DATA FOR ANALYSIS:
● ● ● ●

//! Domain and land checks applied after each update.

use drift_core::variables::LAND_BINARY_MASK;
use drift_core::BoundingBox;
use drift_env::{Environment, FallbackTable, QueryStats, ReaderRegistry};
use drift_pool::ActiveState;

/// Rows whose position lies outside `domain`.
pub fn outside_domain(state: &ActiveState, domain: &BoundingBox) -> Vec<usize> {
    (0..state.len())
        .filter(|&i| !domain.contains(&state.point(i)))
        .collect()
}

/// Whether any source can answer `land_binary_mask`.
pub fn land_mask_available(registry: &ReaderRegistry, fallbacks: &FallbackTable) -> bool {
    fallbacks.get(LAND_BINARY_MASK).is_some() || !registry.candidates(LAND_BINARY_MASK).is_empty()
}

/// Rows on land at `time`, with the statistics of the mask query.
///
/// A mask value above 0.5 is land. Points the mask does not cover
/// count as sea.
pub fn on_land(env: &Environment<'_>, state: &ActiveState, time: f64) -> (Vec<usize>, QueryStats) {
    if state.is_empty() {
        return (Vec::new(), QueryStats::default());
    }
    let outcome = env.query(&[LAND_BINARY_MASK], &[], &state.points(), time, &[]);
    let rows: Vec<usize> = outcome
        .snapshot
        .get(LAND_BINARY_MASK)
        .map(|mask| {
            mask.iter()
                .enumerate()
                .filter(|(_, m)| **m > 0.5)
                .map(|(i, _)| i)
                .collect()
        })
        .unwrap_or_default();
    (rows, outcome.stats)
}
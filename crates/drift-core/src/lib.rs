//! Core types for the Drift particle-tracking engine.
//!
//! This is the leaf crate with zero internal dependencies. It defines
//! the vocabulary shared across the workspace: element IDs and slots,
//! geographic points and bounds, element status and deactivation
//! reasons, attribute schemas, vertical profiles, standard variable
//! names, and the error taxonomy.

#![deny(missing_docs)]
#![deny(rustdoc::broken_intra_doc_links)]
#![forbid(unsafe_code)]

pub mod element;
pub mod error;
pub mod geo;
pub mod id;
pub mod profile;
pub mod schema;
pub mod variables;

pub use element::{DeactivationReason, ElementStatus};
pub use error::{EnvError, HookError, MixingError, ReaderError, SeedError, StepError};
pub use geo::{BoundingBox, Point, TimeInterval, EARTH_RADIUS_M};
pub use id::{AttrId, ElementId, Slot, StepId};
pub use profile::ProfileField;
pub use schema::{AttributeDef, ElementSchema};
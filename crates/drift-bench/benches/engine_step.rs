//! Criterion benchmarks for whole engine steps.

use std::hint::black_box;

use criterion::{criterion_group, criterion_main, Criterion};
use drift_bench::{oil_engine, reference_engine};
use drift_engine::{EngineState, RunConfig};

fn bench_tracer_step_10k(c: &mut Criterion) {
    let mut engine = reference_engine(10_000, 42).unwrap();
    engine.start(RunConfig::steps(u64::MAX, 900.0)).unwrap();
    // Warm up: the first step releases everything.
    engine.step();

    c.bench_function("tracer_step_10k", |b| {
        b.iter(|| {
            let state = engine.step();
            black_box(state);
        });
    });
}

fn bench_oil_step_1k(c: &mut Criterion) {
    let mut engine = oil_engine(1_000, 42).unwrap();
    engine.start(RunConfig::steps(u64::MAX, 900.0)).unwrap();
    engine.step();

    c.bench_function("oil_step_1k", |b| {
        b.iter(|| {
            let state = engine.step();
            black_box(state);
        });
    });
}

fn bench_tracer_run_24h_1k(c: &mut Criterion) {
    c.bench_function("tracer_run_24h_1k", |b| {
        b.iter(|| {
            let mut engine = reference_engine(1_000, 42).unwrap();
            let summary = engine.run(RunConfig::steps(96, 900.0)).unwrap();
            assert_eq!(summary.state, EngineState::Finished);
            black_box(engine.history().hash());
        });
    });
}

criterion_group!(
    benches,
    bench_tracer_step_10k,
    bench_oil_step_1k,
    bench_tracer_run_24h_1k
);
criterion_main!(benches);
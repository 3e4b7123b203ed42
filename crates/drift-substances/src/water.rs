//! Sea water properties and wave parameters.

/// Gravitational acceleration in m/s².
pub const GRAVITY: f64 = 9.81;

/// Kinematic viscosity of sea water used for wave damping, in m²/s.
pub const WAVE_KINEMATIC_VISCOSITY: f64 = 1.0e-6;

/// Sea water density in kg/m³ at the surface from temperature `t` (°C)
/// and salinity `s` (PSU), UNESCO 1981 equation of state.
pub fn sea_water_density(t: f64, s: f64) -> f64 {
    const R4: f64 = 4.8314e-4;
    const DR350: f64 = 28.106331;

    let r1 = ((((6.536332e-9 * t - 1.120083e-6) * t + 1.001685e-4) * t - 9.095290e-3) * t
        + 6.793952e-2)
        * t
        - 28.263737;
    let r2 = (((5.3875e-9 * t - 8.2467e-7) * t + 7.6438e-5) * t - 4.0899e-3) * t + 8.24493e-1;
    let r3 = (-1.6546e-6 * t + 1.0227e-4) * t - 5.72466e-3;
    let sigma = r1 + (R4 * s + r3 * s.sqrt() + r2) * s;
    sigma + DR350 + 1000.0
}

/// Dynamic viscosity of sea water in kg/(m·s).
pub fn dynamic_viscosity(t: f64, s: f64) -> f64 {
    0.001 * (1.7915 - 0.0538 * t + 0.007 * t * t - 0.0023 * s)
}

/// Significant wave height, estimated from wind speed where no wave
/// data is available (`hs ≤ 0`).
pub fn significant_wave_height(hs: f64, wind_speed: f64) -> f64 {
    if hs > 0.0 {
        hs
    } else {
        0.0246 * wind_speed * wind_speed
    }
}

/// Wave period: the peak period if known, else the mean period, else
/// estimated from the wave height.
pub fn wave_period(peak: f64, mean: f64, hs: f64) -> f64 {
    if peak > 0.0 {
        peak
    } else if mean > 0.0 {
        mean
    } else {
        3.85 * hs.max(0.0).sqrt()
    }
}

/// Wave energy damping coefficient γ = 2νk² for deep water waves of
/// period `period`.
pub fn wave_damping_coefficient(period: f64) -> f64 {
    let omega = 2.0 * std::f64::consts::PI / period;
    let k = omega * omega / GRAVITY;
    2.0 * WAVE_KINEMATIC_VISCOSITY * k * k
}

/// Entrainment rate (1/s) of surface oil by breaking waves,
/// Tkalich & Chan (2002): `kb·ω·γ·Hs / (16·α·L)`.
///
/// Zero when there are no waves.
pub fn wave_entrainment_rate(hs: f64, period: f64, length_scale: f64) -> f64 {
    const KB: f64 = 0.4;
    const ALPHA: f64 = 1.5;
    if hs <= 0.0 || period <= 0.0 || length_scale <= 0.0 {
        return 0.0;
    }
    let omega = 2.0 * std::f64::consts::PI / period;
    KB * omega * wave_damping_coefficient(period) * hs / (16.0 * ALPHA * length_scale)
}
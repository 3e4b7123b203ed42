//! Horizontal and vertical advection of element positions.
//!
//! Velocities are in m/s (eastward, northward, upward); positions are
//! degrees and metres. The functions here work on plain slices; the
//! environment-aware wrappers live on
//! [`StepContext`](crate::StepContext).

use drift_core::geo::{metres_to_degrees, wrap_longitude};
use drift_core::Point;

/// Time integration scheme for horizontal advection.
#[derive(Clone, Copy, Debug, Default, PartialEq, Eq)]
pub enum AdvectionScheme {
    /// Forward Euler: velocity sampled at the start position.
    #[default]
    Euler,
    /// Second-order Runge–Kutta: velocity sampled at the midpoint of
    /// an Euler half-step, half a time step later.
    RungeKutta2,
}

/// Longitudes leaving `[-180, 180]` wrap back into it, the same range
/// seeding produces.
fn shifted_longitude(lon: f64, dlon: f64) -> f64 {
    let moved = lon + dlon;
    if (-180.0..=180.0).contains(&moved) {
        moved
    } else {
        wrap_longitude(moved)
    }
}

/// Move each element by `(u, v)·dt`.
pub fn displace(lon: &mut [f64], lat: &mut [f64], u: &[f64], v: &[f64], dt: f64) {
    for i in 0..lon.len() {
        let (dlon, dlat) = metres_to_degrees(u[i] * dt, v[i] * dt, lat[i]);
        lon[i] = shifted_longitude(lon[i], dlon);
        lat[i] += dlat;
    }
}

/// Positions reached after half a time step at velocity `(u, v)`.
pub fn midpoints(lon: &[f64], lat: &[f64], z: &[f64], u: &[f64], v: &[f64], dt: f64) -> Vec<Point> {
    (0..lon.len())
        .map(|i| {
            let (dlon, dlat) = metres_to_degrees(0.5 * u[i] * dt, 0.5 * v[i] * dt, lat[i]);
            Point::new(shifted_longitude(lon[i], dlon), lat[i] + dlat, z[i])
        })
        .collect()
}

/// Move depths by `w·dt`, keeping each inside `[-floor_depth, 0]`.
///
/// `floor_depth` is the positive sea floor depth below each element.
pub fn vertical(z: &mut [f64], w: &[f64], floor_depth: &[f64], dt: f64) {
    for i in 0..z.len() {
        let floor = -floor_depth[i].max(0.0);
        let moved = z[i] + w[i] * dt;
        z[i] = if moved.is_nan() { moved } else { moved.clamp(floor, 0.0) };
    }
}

● ● ● ●

EXERCISE DIRECTIONS: The expected answer is an exact copy of the lines above, beginning at the line with "if hs <= 0.0" and ending at the line with "use drift_core::Point;", with both ends in.

EXERCISE OUTPUT:
    if hs <= 0.0 || period <= 0.0 || length_scale <= 0.0 {
        return 0.0;
    }
    let omega = 2.0 * std::f64::consts::PI / period;
    KB * omega * wave_damping_coefficient(period) * hs / (16.0 * ALPHA * length_scale)
}
repository 3e4b7123b203ed42
//! Horizontal and vertical advection of element positions.
//!
//! Velocities are in m/s (eastward, northward, upward); positions are
//! degrees and metres. The functions here work on plain slices; the
//! environment-aware wrappers live on
//! [`StepContext`](crate::StepContext).

use drift_core::geo::{metres_to_degrees, wrap_longitude};
use drift_core::Point;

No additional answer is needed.